Here is an example of how to add the curl command from earlier to a Kubernetes CronJob.

apiVersion: batch/v1
kind: CronJob
metadata:
  name: nightly
  namespace: example
spec:
  schedule: "0 2 * * *"
  jobTemplate:
    spec:
      template:
        spec:
          containers:
          - name: curl
            image: docker.io/curlimages/curl:latest
            imagePullPolicy: IfNotPresent
            command:
            - sh
            - -c
            args:
            - 'curl -m 5 --retry 3 https://ping.checklyhq.com/f0e0b1d3-665d-49d0-8bf0-3e6504c3d372;'
          restartPolicy: OnFailure

Node.js

In these examples we are using the built in https.get option, and then axios.

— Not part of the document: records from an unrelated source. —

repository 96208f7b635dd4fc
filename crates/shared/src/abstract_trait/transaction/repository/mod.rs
pub mod command;
pub mod query;
use crate::{
    domain::{
        requests::CalculateRewardsRequest,
        responses::{CustomerRewardResponse, RewardCalculationResponse},
    },
    errors::ServiceError,
};
use anyhow::Result;
use async_trait::async_trait;
use std::sync::Arc;

pub type DynRewardService = Arc<dyn RewardServiceTrait + Send + Sync>;

#[async_trait]
pub trait RewardServiceTrait {
    /// Batch mode: groups the inline transactions by customer and month.
    async fn calculate_rewards(
        &self,
        req: &CalculateRewardsRequest,
    ) -> Result<RewardCalculationResponse, ServiceError>;

    /// Single-customer mode: reads the trailing three months from the store.
    async fn get_monthly_rewards(
        &self,
        customer_id: &str,
    ) -> Result<CustomerRewardResponse, ServiceError>;
}
use chrono::NaiveDate;
use serde::{Deserialize, Serialize};
use sqlx::FromRow;

#[derive(Debug, Clone, Serialize, Deserialize, FromRow)]
pub struct TransactionModel {
    pub id: i64,
    pub customer_id: String,
    pub amount_spent: f64,
    pub transaction_date: NaiveDate,
}
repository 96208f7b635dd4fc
pub mod json;
pub mod panic;
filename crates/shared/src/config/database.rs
use crate::config::DatabaseConfig;
use anyhow::{Context, Result};
use sqlx::{Pool, Postgres, postgres::PgPoolOptions};
use std::time::Duration;
use tracing::info;

pub type ConnectionPool = Pool<Postgres>;

pub struct ConnectionManager;

impl ConnectionManager {
    pub async fn new_pool(config: &DatabaseConfig) -> Result<ConnectionPool> {
        let pool = PgPoolOptions::new()
            .max_connections(config.max_connections)
            .acquire_timeout(Duration::from_secs(config.acquire_timeout_secs))
            .connect(&config.url)
            .await
            .context("Failed to connect to the transaction database")?;

        if config.run_migrations {
            info!("📦 Running database migrations");

            sqlx::migrate!("./migrations")
                .run(&pool)
                .await
                .context("Failed to run database migrations")?;
        }

        Ok(pool)
    }
}
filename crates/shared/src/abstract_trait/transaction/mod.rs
pub mod repository;
pub mod service;
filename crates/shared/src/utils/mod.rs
mod gracefull;
mod logs;
mod metrics;
mod month;

pub use self::gracefull::shutdown_signal;
pub use self::logs::Logger;
pub use self::metrics::{Method, MethodLabels, Metrics, Status};
pub use self::month::{MONTH_KEY_FORMAT, month_key};
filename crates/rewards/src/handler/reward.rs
use crate::{middleware::json::JsonBody, state::AppState};
use axum::{
    Json,
    extract::{Extension, Path},
    response::IntoResponse,
    routing::{get, post},
};
use shared::{
    abstract_trait::reward::service::DynRewardService,
    domain::{
        requests::CalculateRewardsRequest,
        responses::{CustomerRewardResponse, RewardCalculationResponse},
    },
    errors::{AppErrorHttp, ErrorResponse},
};
use std::sync::Arc;
use utoipa_axum::router::OpenApiRouter;

#[utoipa::path(
    post,
    path = "/rewards/calculate",
    tag = "Reward",
    request_body = CalculateRewardsRequest,
    responses(
        (status = 200, description = "Reward points per customer", body = RewardCalculationResponse),
        (status = 400, description = "Invalid transaction data", body = ErrorResponse),
        (status = 404, description = "No transactions supplied", body = ErrorResponse),
        (status = 500, description = "Internal server error", body = ErrorResponse)
    )
)]
pub async fn calculate_rewards(
    Extension(service): Extension<DynRewardService>,
    JsonBody(body): JsonBody<CalculateRewardsRequest>,
) -> Result<impl IntoResponse, AppErrorHttp> {
    let response = service.calculate_rewards(&body).await?;
    Ok(Json(response))
}

#[utoipa::path(
    get,
    path = "/rewards/calculate/{customer_id}",
    tag = "Reward",
    params(("customer_id" = String, Path, description = "Customer identifier")),
    responses(
        (status = 200, description = "Reward points for the last three months", body = CustomerRewardResponse),
        (status = 400, description = "Blank customer id", body = ErrorResponse),
        (status = 404, description = "No transactions found", body = ErrorResponse),
        (status = 503, description = "Transaction store unavailable", body = ErrorResponse),
        (status = 500, description = "Internal server error", body = ErrorResponse)
    )
)]
pub async fn get_customer_rewards(
    Extension(service): Extension<DynRewardService>,
    Path(customer_id): Path<String>,
) -> Result<impl IntoResponse, AppErrorHttp> {
    let response = service.get_monthly_rewards(&customer_id).await?;
    Ok(Json(response))
}

/// `/rewards/calculate/` with no id segment; rejected like a blank id.
pub async fn get_customer_rewards_without_id(
    Extension(service): Extension<DynRewardService>,
) -> Result<impl IntoResponse, AppErrorHttp> {
    let response = service.get_monthly_rewards("").await?;
    Ok(Json(response))
}

pub fn reward_routes(app_state: Arc<AppState>) -> OpenApiRouter {
    OpenApiRouter::new()
        .route("/rewards/calculate", post(calculate_rewards))
        .route("/rewards/calculate/", get(get_customer_rewards_without_id))
        .route("/rewards/calculate/{customer_id}", get(get_customer_rewards))
        .layer(Extension(app_state.di_container.reward_service.clone()))
}
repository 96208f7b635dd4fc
use chrono::NaiveDate;
use serde::{Deserialize, Serialize};
use validator::Validate;

/// A stored purchase as read from a seed file.
#[derive(Debug, Clone, Deserialize, Serialize, Validate)]
#[serde(rename_all = "camelCase")]
pub struct CreateTransactionRequest {
    #[validate(length(min = 1, message = "customerId must not be empty"))]
    pub customer_id: String,

    #[validate(range(min = 0.0, message = "amountSpent must not be negative"))]
    pub amount_spent: f64,

    pub transaction_date: NaiveDate,
}
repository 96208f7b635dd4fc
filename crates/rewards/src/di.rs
use shared::{
    abstract_trait::{
        reward::service::DynRewardService,
        transaction::{
            repository::{
                command::DynTransactionCommandRepository, query::DynTransactionQueryRepository,
            },
            service::seed::DynTransactionSeedService,
        },
    },
    config::ConnectionPool,
    repository::transaction::{
        command::TransactionCommandRepository, query::TransactionQueryRepository,
    },
    service::{reward::service::RewardService, transaction::seed::TransactionSeedService},
    utils::Metrics,
};
use std::sync::Arc;

#[derive(Clone)]
pub struct DependenciesInject {
    pub reward_service: DynRewardService,
    pub seed_service: DynTransactionSeedService,
}

impl std::fmt::Debug for DependenciesInject {
    fn fmt(&self, f: &mut std::fmt::Formatter<'_>) -> std::fmt::Result {
        f.debug_struct("DependenciesInject")
            .field("reward_service", &"RewardService")
            .field("seed_service", &"TransactionSeedService")
            .finish()
    }
}

impl DependenciesInject {
    pub fn new(db: ConnectionPool, metrics: Metrics) -> Self {
        let query =
            Arc::new(TransactionQueryRepository::new(db.clone())) as DynTransactionQueryRepository;
        let command =
            Arc::new(TransactionCommandRepository::new(db)) as DynTransactionCommandRepository;

        Self::with_repositories(query, command, metrics)
    }

    pub fn with_repositories(
        query: DynTransactionQueryRepository,
        command: DynTransactionCommandRepository,
        metrics: Metrics,
    ) -> Self {
        let reward_service = Arc::new(RewardService::new(query, metrics)) as DynRewardService;
        let seed_service =
            Arc::new(TransactionSeedService::new(command)) as DynTransactionSeedService;

        Self {
            reward_service,
            seed_service,
        }
    }
}
mod reward;

pub use self::reward::{CustomerRewardResponse, RewardCalculationResponse, RewardSummaryResponse};
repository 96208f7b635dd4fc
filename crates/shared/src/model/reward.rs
use std::collections::BTreeMap;

/// Points earned by one customer, broken down by `YYYY-MM` month key.
#[derive(Debug, Clone, PartialEq, Eq)]
pub struct RewardSummary {
    pub customer_id: String,
    pub total_points: i64,
    pub monthly_points: BTreeMap<String, i64>,
}

impl RewardSummary {
    pub fn new(customer_id: impl Into<String>) -> Self {
        Self {
            customer_id: customer_id.into(),
            total_points: 0,
            monthly_points: BTreeMap::new(),
        }
    }

    /// Adds `points` to both the running total and the month bucket,
    /// keeping `total_points` equal to the sum of `monthly_points`.
    pub fn record(&mut self, month_key: String, points: i64) {
        self.total_points = self.total_points.saturating_add(points);
        let bucket = self.monthly_points.entry(month_key).or_insert(0);
        *bucket = bucket.saturating_add(points);
    }
}
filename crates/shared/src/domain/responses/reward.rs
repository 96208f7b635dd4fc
use crate::model::reward::RewardSummary;
use serde::{Deserialize, Serialize};
use std::collections::BTreeMap;
use utoipa::ToSchema;

#[derive(Debug, Clone, PartialEq, Eq, Serialize, Deserialize, ToSchema)]
#[serde(rename_all = "camelCase")]
pub struct RewardSummaryResponse {
    pub customer_id: String,
    pub total_points: i64,
    #[schema(example = json!({"2025-01": 150, "2025-02": 230}))]
    pub monthly_points: BTreeMap<String, i64>,
}

#[derive(Debug, Clone, Serialize, Deserialize, ToSchema)]
pub struct RewardCalculationResponse {
    pub rewards: Vec<RewardSummaryResponse>,
}

#[derive(Debug, Clone, Serialize, Deserialize, ToSchema)]
pub struct CustomerRewardResponse {
    pub reward: RewardSummaryResponse,
}

impl From<RewardSummary> for RewardSummaryResponse {
    fn from(value: RewardSummary) -> Self {
        RewardSummaryResponse {
            customer_id: value.customer_id,
            total_points: value.total_points,
            monthly_points: value.monthly_points,
        }
    }
}
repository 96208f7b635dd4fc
mod error;
mod http;
mod repository;
mod service;
mod validate;

pub use self::error::ErrorResponse;
pub use self::http::AppErrorHttp;
pub use self::repository::RepositoryError;
pub use self::service::ServiceError;
pub use self::validate::format_validation_errors;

const https = require("https");

// Sample URL
const url = "https://ping.checklyhq.com/87c05896-3b7d-49ae-83ff-5e81323a54c4";

const options = {
  timeout: 5000,
};

https.get(url, options, (res) => {
  console.log("statusCode:", res.statusCode);

  res.on('data', (data) => {
    console.log("responseBody:", data);
  });
});

const axios = require('axios');

axios.get('https://ping.checklyhq.com/87c05896-3b7d-49ae-83ff-5e81323a54c4').then(resp => {
    console.log(resp.data);
})

Python

Using the python requests library with a timeout set to 5 seconds.

import requests

# Heartbeat URL
url = "https://ping.checklyhq.com/c3f5f5bb-6e46-431a-b7b1-35105450cddc"

# A GET request to the Heartbeat
response = requests.get(url, timeout=5)

PowerShell

Adding a ping to a PowerShell script only requires a single line. Use PowerShell and Windows Task Scheduler to automate tasks on Windows systems.

Similar to the Shell example we can specify timeout and retry options. See the Invoke-RestMethod documentation for more information.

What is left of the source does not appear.